What conclusion should we draw from the European diplomatic action regarding Turkey’s authoritarian drift? Should the EU adopt a policy of economic sanctions, at the risk of drawing closer to Russia, or on the contrary keep the Union’s door ajar?

To understand Turkey, one must remember the context in which it stands: it is not a member of the European Union. Yet, at a time when the Europeans are already struggling with Hungary or Poland, how could they possibly impose sanctions on a non-EU state? 

Sure, there have already been sanctions against Russia in retaliation for Crimea’s annexation, but, unlike Kiev, Damascus has not complained to the West about the Afrin offensive led by the Turkish army and the fact that militias gathered within what is left of the Free Syrian Army regained control over the city. On the contrary, it seems that this operation has been led with Moscow’s green light, a an ally of the Syrian regime.

Therefore, despite the demand of the autonomist Kurds from the Democratic Union Party (PYD) to impose sanctions against Turkey on Syria, the implementation of such sanctions is tricky and requires factoring in new developments on the Syrian front.

It would in fact be interesting to see whether Turkey, once sanctioned, would plead for discrimination against a State with a Muslim majority, backing its argument with the case of Israel, which is not punished the policy it leads towards Palestinian territories. Indeed, Recep Tayyip Erdogan never publicly called for sanctions against Israel, yet he does not hesitate to use the Palestinian cause to polish his image. 

In short, if we can understand the appeal of economic sanctions from a moral point of view, their efficiency and legitimacy both remain unsure. However, (temporarily) preventing behinds the scenes Turkish leaders to access some economic and diplomatic platforms, little known by the public, could have an impact. Meanwhile, we could work on the development of the customs Union implemented between Turkey and the EU since 1996. 

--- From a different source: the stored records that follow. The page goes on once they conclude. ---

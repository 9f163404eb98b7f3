// PDF drawing surface backed by printpdf: a single page where one layout
// pixel maps to one PDF point (72 dpi), with the y axis flipped.

use printpdf::path::PaintMode;
use printpdf::*;
use std::fs::File;
use std::io::BufWriter;
use std::path::Path;

use crate::render::{DrawingSurface, Segment, TextAlign};
use crate::SheetError;

const PX_TO_MM: f32 = 25.4 / 72.0;

/// Approximate Helvetica advance width per character, in em. Close enough
/// for digits and single capital letters; printpdf exposes no metrics for
/// its builtin fonts.
const APPROX_ADVANCE_EM: f64 = 0.556;

pub struct PdfSurface {
    doc: PdfDocumentReference,
    layer: PdfLayerReference,
    font: IndirectFontRef,
    width: i32,
    height: i32,
}

impl PdfSurface {
    pub fn new(width: i32, height: i32) -> Result<Self, SheetError> {
        let (doc, page, layer) = PdfDocument::new(
            "Answer Sheet",
            Mm(width as f32 * PX_TO_MM),
            Mm(height as f32 * PX_TO_MM),
            "Layer 1",
        );
        let font = doc
            .add_builtin_font(BuiltinFont::Helvetica)
            .map_err(|e| SheetError::PdfError(e.to_string()))?;
        let layer = doc.get_page(page).get_layer(layer);
        Ok(PdfSurface {
            doc,
            layer,
            font,
            width,
            height,
        })
    }

    pub fn save(self, path: &Path) -> Result<(), SheetError> {
        let file = File::create(path)?;
        let mut writer = BufWriter::new(file);
        self.doc
            .save(&mut writer)
            .map_err(|e| SheetError::PdfError(e.to_string()))
    }

    fn x_mm(&self, x: f64) -> Mm {
        Mm(x as f32 * PX_TO_MM)
    }

    /// Layout y grows downward; PDF y grows upward from the bottom edge.
    fn y_mm(&self, y: f64) -> Mm {
        Mm((self.height as f64 - y) as f32 * PX_TO_MM)
    }
}

impl DrawingSurface for PdfSurface {
    fn width(&self) -> i32 {
        self.width
    }

    fn height(&self) -> i32 {
        self.height
    }

    fn clear(&mut self) -> Result<(), SheetError> {
        self.layer
            .set_fill_color(Color::Rgb(Rgb::new(1.0, 1.0, 1.0, None)));
        let page = Rect::new(
            Mm(0.0),
            Mm(0.0),
            self.x_mm(self.width as f64),
            Mm(self.height as f32 * PX_TO_MM),
        )
        .with_mode(PaintMode::Fill);
        self.layer.add_rect(page);
        // Everything after the background is black
        self.layer
            .set_fill_color(Color::Rgb(Rgb::new(0.0, 0.0, 0.0, None)));
        self.layer
            .set_outline_color(Color::Rgb(Rgb::new(0.0, 0.0, 0.0, None)));
        self.layer.set_outline_thickness(1.0);
        Ok(())
    }

    fn fill_rect(&mut self, x: i32, y: i32, w: i32, h: i32) -> Result<(), SheetError> {
        let rect = Rect::new(
            self.x_mm(x as f64),
            self.y_mm((y + h) as f64),
            self.x_mm((x + w) as f64),
            self.y_mm(y as f64),
        )
        .with_mode(PaintMode::Fill);
        self.layer.add_rect(rect);
        Ok(())
    }

    fn stroke_segments(&mut self, segments: &[Segment]) -> Result<(), SheetError> {
        for segment in segments {
            let points = vec![
                (
                    Point::new(self.x_mm(segment.from.x as f64), self.y_mm(segment.from.y as f64)),
                    false,
                ),
                (
                    Point::new(self.x_mm(segment.to.x as f64), self.y_mm(segment.to.y as f64)),
                    false,
                ),
            ];
            self.layer.add_line(Line {
                points,
                is_closed: false,
            });
        }
        Ok(())
    }

    fn fill_text(
        &mut self,
        text: &str,
        x: i32,
        y: i32,
        size: f64,
        align: TextAlign,
    ) -> Result<(), SheetError> {
        let text_width = text.chars().count() as f64 * size * APPROX_ADVANCE_EM;
        let anchor_x = match align {
            TextAlign::Left => x as f64,
            TextAlign::Center => x as f64 - text_width / 2.0,
            TextAlign::Right => x as f64 - text_width,
        };
        self.layer.use_text(
            text,
            size as f32,
            self.x_mm(anchor_x),
            self.y_mm(y as f64),
            &self.font,
        );
        Ok(())
    }
}
// Sheet rendering: draws the answer tables, question numbers, choice
// letters, infobit marks and the student-ID grid onto a DrawingSurface.

use crate::geometry::{best_geometry, CellSize, Geometry, Point};
use crate::{infobits, ExamStructure, SheetError};

// ============================================================================
// Drawing Surface
// ============================================================================

/// One straight stroke from `from` to `to`, in pixel coordinates.
#[derive(Debug, Clone, Copy, PartialEq, Eq)]
pub struct Segment {
    pub from: Point,
    pub to: Point,
}

#[derive(Debug, Clone, Copy, PartialEq, Eq)]
pub enum TextAlign {
    Left,
    Center,
    Right,
}

/// The four primitive operations the renderer needs from a drawing backend.
/// Coordinates are pixels with y growing downward; text y is the baseline.
/// Any failure is fatal for the current render and propagated unchanged.
pub trait DrawingSurface {
    fn width(&self) -> i32;
    fn height(&self) -> i32;
    /// Repaints the whole surface white; later strokes, fills and text are
    /// black.
    fn clear(&mut self) -> Result<(), SheetError>;
    fn fill_rect(&mut self, x: i32, y: i32, w: i32, h: i32) -> Result<(), SheetError>;
    fn stroke_segments(&mut self, segments: &[Segment]) -> Result<(), SheetError>;
    fn fill_text(
        &mut self,
        text: &str,
        x: i32,
        y: i32,
        size: f64,
        align: TextAlign,
    ) -> Result<(), SheetError>;
}

// ============================================================================
// Sheet Renderer
// ============================================================================

/// Renders one exam sheet. Holds only derived, immutable layout data;
/// every render recomputes pixel geometry from the surface size.
pub struct SheetRenderer {
    geometry: Geometry,
    id_box_label: String,
    print_model_letter: bool,
}

impl SheetRenderer {
    pub fn new(exam: &ExamStructure) -> Result<Self, SheetError> {
        exam.validate()?;
        Ok(SheetRenderer {
            geometry: best_geometry(exam.num_questions, exam.num_choices, exam.num_id_digits),
            id_box_label: exam.id_box_label.clone(),
            print_model_letter: exam.print_model_letter,
        })
    }

    pub fn geometry(&self) -> &Geometry {
        &self.geometry
    }

    /// Clears the surface and repaints the full sheet for one model letter.
    pub fn render(
        &self,
        surface: &mut dyn DrawingSurface,
        model_letter: char,
    ) -> Result<(), SheetError> {
        let geometry = &self.geometry;
        let infobits = infobits::encode(model_letter, geometry.num_columns)?;
        let cell_size = geometry.cell_size(surface.width(), surface.height())?;
        let top_left_corner = geometry.top_left_corner(cell_size, surface.width(), surface.height());
        let num_digits = question_number_digits(geometry.num_questions);

        surface.clear()?;

        let mut first_question_number = 1;
        for i in 0..geometry.num_tables as usize {
            let questions = geometry.questions_per_table[i];
            let table = AnswerTable {
                num_questions: questions,
                num_choices: geometry.num_choices,
                first_question_number,
                num_digits_question_num: num_digits,
                // Shorter tables get one trailing line so every bottom
                // border aligns with the tallest table
                extra_bottom_line: questions < geometry.num_rows,
            };
            let corner = Point {
                x: top_left_corner.x
                    + i as i32 * (geometry.num_choices as i32 + 1) * cell_size.width,
                y: top_left_corner.y,
            };
            let fragment = &infobits
                [i * geometry.num_choices as usize..(i + 1) * geometry.num_choices as usize];
            table.draw(surface, corner, cell_size, fragment)?;
            first_question_number += questions;
        }

        if geometry.num_id_digits > 0 {
            let id_box = IdBox {
                num_id_digits: geometry.num_id_digits,
            };
            let id_cell_size = geometry.id_cell_size(cell_size);
            let id_corner =
                geometry.id_top_left_corner(cell_size, id_cell_size, top_left_corner, surface.width());
            id_box.draw(surface, id_corner, id_cell_size, &self.id_box_label)?;
        }

        if self.print_model_letter {
            surface.fill_text(
                &model_letter.to_string(),
                surface.width() - 10,
                surface.height() - 10,
                10.0,
                TextAlign::Right,
            )?;
        }
        Ok(())
    }
}

fn question_number_digits(num_questions: u32) -> u32 {
    if num_questions < 10 {
        1
    } else if num_questions < 100 {
        2
    } else {
        3
    }
}

// ============================================================================
// Answer Table
// ============================================================================

/// One block of question rows: a header row of choice letters, the answer
/// grid, and two infobit rows underneath.
struct AnswerTable {
    num_questions: u32,
    num_choices: u32,
    first_question_number: u32,
    num_digits_question_num: u32,
    extra_bottom_line: bool,
}

impl AnswerTable {
    fn draw(
        &self,
        surface: &mut dyn DrawingSurface,
        top_left_corner: Point,
        cell_size: CellSize,
        infobits_fragment: &str,
    ) -> Result<(), SheetError> {
        let left_x = top_left_corner.x + cell_size.width;
        let right_x = left_x + cell_size.width * self.num_choices as i32;
        let top_y = top_left_corner.y + cell_size.height;
        let bottom_y = top_y + cell_size.height * self.num_questions as i32;
        self.draw_lines(surface, cell_size, left_x, right_x, top_y, bottom_y)?;
        self.draw_question_numbers(surface, cell_size, top_left_corner)?;
        self.draw_choice_letters(surface, cell_size, top_left_corner)?;
        self.draw_infobits(surface, cell_size, top_left_corner, infobits_fragment)
    }

    fn draw_lines(
        &self,
        surface: &mut dyn DrawingSurface,
        cell_size: CellSize,
        left_x: i32,
        right_x: i32,
        top_y: i32,
        bottom_y: i32,
    ) -> Result<(), SheetError> {
        let mut segments = Vec::new();
        for i in 0..=self.num_choices as i32 {
            let x = left_x + i * cell_size.width;
            segments.push(Segment {
                from: Point { x, y: top_y },
                to: Point { x, y: bottom_y },
            });
        }
        let num_lines = if self.extra_bottom_line {
            // Extra line because other tables have one row more
            self.num_questions + 2
        } else {
            self.num_questions + 1
        };
        for i in 0..num_lines as i32 {
            let y = top_y + i * cell_size.height;
            segments.push(Segment {
                from: Point { x: left_x, y },
                to: Point { x: right_x, y },
            });
        }
        surface.stroke_segments(&segments)
    }

    fn draw_question_numbers(
        &self,
        surface: &mut dyn DrawingSurface,
        cell_size: CellSize,
        top_left_corner: Point,
    ) -> Result<(), SheetError> {
        let font_size = self.font_size(cell_size);
        let offset_x = (0.9 * cell_size.width as f64) as i32;
        let offset_y = (0.9 * cell_size.height as f64) as i32;
        for i in 1..=self.num_questions as i32 {
            let question_num = self.first_question_number as i32 + i - 1;
            surface.fill_text(
                &question_num.to_string(),
                top_left_corner.x + offset_x,
                top_left_corner.y + offset_y + cell_size.height * i,
                font_size,
                TextAlign::Right,
            )?;
        }
        Ok(())
    }

    fn draw_choice_letters(
        &self,
        surface: &mut dyn DrawingSurface,
        cell_size: CellSize,
        top_left_corner: Point,
    ) -> Result<(), SheetError> {
        let font_size = self.font_size(cell_size);
        let offset_x = (0.5 * cell_size.width as f64) as i32;
        let offset_y = (0.9 * cell_size.height as f64) as i32;
        for i in 1..=self.num_choices {
            let letter = char::from_u32('A' as u32 + i - 1).unwrap_or('?');
            surface.fill_text(
                &letter.to_string(),
                top_left_corner.x + offset_x + cell_size.width * i as i32,
                top_left_corner.y + offset_y,
                font_size,
                TextAlign::Center,
            )?;
        }
        Ok(())
    }

    fn draw_infobits(
        &self,
        surface: &mut dyn DrawingSurface,
        cell_size: CellSize,
        top_left_corner: Point,
        infobits_fragment: &str,
    ) -> Result<(), SheetError> {
        let y_up = (top_left_corner.y as f64
            + (self.num_questions as i32 + 1) as f64 * cell_size.height as f64
            + 0.2 * cell_size.height as f64) as i32;
        let y_down = y_up + cell_size.height;
        let size = (0.6 * cell_size.height as f64) as i32;
        let x_base = top_left_corner.x + (cell_size.width - size) / 2;
        for (i, bit) in infobits_fragment.chars().enumerate() {
            let x = x_base + (i as i32 + 1) * cell_size.width;
            let y = if bit == 'U' { y_up } else { y_down };
            surface.fill_rect(x, y, size, size)?;
        }
        Ok(())
    }

    /// Question numbers and choice letters share a size that keeps the
    /// widest question number inside its cell.
    fn font_size(&self, cell_size: CellSize) -> f64 {
        let size_for_width = cell_size.width / self.num_digits_question_num as i32;
        size_for_width.min(cell_size.height) as f64
    }
}

// ============================================================================
// ID Box
// ============================================================================

struct IdBox {
    num_id_digits: u32,
}

impl IdBox {
    fn draw(
        &self,
        surface: &mut dyn DrawingSurface,
        top_left_corner: Point,
        id_cell_size: CellSize,
        label: &str,
    ) -> Result<(), SheetError> {
        let bottom_right_corner = Point {
            x: top_left_corner.x + self.num_id_digits as i32 * id_cell_size.width,
            y: top_left_corner.y + id_cell_size.height,
        };
        // Top, right and bottom edges; the digit separators below supply
        // the left edge at index 0
        let mut segments = vec![
            Segment {
                from: top_left_corner,
                to: Point {
                    x: bottom_right_corner.x,
                    y: top_left_corner.y,
                },
            },
            Segment {
                from: Point {
                    x: bottom_right_corner.x,
                    y: top_left_corner.y,
                },
                to: bottom_right_corner,
            },
            Segment {
                from: bottom_right_corner,
                to: Point {
                    x: top_left_corner.x,
                    y: bottom_right_corner.y,
                },
            },
        ];
        for i in 0..self.num_id_digits as i32 {
            let x = top_left_corner.x + i * id_cell_size.width;
            segments.push(Segment {
                from: Point {
                    x,
                    y: top_left_corner.y,
                },
                to: Point {
                    x,
                    y: bottom_right_corner.y,
                },
            });
        }
        surface.stroke_segments(&segments)?;
        if !label.is_empty() {
            self.draw_label(surface, top_left_corner, id_cell_size, label)?;
        }
        Ok(())
    }

    fn draw_label(
        &self,
        surface: &mut dyn DrawingSurface,
        top_left_corner: Point,
        id_cell_size: CellSize,
        label: &str,
    ) -> Result<(), SheetError> {
        let font_size = 0.8 * id_cell_size.height as f64;
        let offset_x = -((0.3 * id_cell_size.width as f64) as i32);
        let offset_y = (0.9 * id_cell_size.height as f64) as i32;
        surface.fill_text(
            label,
            top_left_corner.x + offset_x,
            top_left_corner.y + offset_y,
            font_size,
            TextAlign::Right,
        )
    }
}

The European Union is opposed to Turkey’s offensive in Syria against Kurdish forces, yet it does not want to be excluded from the political transition led by the Astana process, in which Turkey is involved. How could these two conflicting objectives be met?

Emmanuel Macron has been very clear on his reservations regarding the Astana process, in which protagonists, Russia, Iran, Turkey would have engaged according to their own agenda, rather than for Syria’s future. The European Union, as for France, seems to prioritize the Geneva talks, even though the latter has not yet given any tangible results. Yet it is essential to speak of the Kurdish issue, which is key. The ideal would probably be that different parties guarantee to the PYD Kurds an autonomous zone in the North of Syria, probably separated from Turkey by a buffer zone, and the engagement of the PYD and of its cousin, the PKK (at war with Ankara since 1984) to respect an honorable peace agreement for all parties involved (a “Peace of the Brave”) with Turkey. Yet for electoral security, and ideological reasons, it is hard to imagine President Erdogan accepting such  a deal in the coming months.

Kurdish militias have courageously helped the international coalition chaired by the United States in their fight against ISIS. Yet let us not be fooled by their strategy: these groups fought to sustain their own interests and their main goal was to apply their “democratic confederalism” project to the largest possible autonomous zone. They have not battled against ISIS to please the EU, but because it was a matter of political survival for them. Given that they have no “European agenda”, they could eventually turn to the highest bidder. As for now, the European Union remains stuck on this issue. President Macron proposed to endorse the role of a mediator, yet without any success so far.

Is there a risk that we might definitively “lose” Turkey, as we have “lost” Russia? Is there still a way to prevent such an outcome?

The problem is not exactly the same: Russians wanted to preserve their “backyard” and chose to confront the West. As for Turkey, things are quite different. First, there was the disastrous episode of its application to be part of the EU, which no one has forgotten, and then there were the tensions regarding the fight against the PKK, which is an absolute priority for Turkey, and which opposes the country to  its NATO allies.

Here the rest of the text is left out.